### AIM OF THE TASK
In how many lines of these records does the word "const" appear? Give the number by itself.

### AVAILABLE DATA
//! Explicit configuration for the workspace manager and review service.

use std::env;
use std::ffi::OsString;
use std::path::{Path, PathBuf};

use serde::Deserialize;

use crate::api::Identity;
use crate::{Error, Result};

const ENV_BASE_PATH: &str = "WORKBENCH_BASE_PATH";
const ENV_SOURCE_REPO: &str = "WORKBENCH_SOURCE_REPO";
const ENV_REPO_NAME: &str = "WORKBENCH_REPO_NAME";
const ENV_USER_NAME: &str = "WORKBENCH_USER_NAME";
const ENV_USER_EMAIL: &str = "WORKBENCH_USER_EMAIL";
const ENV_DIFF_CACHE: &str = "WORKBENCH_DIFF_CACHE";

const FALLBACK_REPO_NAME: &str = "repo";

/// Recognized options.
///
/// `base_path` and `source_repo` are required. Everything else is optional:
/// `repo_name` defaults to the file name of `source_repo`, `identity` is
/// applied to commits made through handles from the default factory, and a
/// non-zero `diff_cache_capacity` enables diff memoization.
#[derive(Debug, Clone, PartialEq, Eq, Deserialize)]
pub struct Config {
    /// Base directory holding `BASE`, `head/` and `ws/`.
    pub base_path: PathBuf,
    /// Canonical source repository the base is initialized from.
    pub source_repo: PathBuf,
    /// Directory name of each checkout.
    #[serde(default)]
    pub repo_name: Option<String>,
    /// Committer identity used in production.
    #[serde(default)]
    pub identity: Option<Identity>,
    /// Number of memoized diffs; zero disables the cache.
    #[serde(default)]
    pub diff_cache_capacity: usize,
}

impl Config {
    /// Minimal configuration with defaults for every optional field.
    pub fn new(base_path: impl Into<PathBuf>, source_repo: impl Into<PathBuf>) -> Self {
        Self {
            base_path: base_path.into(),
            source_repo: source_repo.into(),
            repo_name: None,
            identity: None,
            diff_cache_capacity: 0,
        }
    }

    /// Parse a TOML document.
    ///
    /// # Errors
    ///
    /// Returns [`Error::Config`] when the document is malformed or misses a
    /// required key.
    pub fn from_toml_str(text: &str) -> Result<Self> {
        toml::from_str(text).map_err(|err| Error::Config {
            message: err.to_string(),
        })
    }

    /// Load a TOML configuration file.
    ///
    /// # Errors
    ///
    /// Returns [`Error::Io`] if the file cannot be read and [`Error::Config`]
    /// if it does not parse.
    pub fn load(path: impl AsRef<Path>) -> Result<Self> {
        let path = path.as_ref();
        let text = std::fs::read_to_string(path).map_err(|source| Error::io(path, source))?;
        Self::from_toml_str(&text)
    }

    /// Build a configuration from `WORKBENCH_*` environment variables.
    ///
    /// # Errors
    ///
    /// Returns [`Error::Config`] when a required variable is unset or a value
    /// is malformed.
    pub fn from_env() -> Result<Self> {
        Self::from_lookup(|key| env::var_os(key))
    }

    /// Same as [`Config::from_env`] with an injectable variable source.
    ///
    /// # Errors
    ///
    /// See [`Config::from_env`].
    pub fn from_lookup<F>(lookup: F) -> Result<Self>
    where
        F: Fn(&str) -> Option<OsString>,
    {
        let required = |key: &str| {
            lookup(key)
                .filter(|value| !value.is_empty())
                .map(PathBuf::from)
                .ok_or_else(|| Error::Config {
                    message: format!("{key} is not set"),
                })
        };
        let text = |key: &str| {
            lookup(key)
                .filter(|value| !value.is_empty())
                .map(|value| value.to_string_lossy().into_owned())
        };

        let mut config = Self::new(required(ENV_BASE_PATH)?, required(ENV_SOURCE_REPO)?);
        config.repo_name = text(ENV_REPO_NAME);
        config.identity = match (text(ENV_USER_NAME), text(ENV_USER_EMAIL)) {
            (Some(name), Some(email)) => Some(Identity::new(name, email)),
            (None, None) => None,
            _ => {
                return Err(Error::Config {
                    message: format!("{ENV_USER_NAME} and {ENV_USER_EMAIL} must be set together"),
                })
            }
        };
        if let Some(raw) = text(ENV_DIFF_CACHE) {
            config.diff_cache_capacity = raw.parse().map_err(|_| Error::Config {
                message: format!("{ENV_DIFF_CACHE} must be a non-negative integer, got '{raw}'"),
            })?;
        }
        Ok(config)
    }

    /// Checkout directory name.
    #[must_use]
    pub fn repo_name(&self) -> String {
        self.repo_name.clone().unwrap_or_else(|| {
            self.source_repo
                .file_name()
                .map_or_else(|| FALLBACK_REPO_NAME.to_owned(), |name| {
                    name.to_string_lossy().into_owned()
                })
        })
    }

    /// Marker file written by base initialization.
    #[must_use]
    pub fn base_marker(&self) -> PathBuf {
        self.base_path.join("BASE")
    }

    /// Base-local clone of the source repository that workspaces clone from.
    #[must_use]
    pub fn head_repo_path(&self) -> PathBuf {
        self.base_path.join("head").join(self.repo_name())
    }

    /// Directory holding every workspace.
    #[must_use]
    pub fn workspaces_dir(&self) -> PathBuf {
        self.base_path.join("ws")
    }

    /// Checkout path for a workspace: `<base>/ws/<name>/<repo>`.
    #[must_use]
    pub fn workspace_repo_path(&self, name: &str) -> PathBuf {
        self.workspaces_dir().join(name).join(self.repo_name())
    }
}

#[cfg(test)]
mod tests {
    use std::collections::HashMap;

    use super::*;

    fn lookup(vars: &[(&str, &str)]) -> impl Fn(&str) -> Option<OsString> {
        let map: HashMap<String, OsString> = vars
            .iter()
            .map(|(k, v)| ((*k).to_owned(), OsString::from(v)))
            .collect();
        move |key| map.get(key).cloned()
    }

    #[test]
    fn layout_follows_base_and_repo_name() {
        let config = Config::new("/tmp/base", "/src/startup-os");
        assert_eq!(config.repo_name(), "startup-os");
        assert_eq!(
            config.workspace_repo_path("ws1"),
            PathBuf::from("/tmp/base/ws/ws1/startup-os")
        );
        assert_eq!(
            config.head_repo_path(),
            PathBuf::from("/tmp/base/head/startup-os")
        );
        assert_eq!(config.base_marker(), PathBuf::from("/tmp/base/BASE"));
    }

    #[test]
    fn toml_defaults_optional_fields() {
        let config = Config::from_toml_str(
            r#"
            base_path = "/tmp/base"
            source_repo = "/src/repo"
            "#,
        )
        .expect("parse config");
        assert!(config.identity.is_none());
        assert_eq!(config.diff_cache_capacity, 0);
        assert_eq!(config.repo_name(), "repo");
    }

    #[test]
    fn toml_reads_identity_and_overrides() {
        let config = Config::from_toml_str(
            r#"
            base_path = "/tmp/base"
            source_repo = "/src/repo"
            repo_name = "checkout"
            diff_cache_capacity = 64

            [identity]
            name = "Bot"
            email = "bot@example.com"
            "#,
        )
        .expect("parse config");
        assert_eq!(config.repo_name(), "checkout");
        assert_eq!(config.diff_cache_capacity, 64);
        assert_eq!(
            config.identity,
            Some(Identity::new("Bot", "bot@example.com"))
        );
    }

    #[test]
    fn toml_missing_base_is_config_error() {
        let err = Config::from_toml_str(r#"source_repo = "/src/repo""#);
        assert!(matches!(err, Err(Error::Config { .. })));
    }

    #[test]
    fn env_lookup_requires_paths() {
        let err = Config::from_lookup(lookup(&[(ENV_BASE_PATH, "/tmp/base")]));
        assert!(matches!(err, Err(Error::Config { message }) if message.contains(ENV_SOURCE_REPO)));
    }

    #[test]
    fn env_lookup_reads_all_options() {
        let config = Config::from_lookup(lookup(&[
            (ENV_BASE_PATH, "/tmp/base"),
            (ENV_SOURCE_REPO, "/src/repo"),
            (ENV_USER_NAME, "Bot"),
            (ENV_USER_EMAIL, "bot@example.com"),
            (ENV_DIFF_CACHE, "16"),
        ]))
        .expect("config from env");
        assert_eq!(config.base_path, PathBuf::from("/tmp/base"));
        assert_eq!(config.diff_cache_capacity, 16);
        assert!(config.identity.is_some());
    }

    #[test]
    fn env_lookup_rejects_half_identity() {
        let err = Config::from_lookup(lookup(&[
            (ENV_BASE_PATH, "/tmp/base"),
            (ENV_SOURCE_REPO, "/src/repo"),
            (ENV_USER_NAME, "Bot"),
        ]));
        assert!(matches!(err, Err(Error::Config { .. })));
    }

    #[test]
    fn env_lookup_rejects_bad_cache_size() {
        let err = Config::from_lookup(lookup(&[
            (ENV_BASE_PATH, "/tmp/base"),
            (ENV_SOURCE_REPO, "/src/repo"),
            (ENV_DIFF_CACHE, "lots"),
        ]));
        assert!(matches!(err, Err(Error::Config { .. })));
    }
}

### RESPONSE
7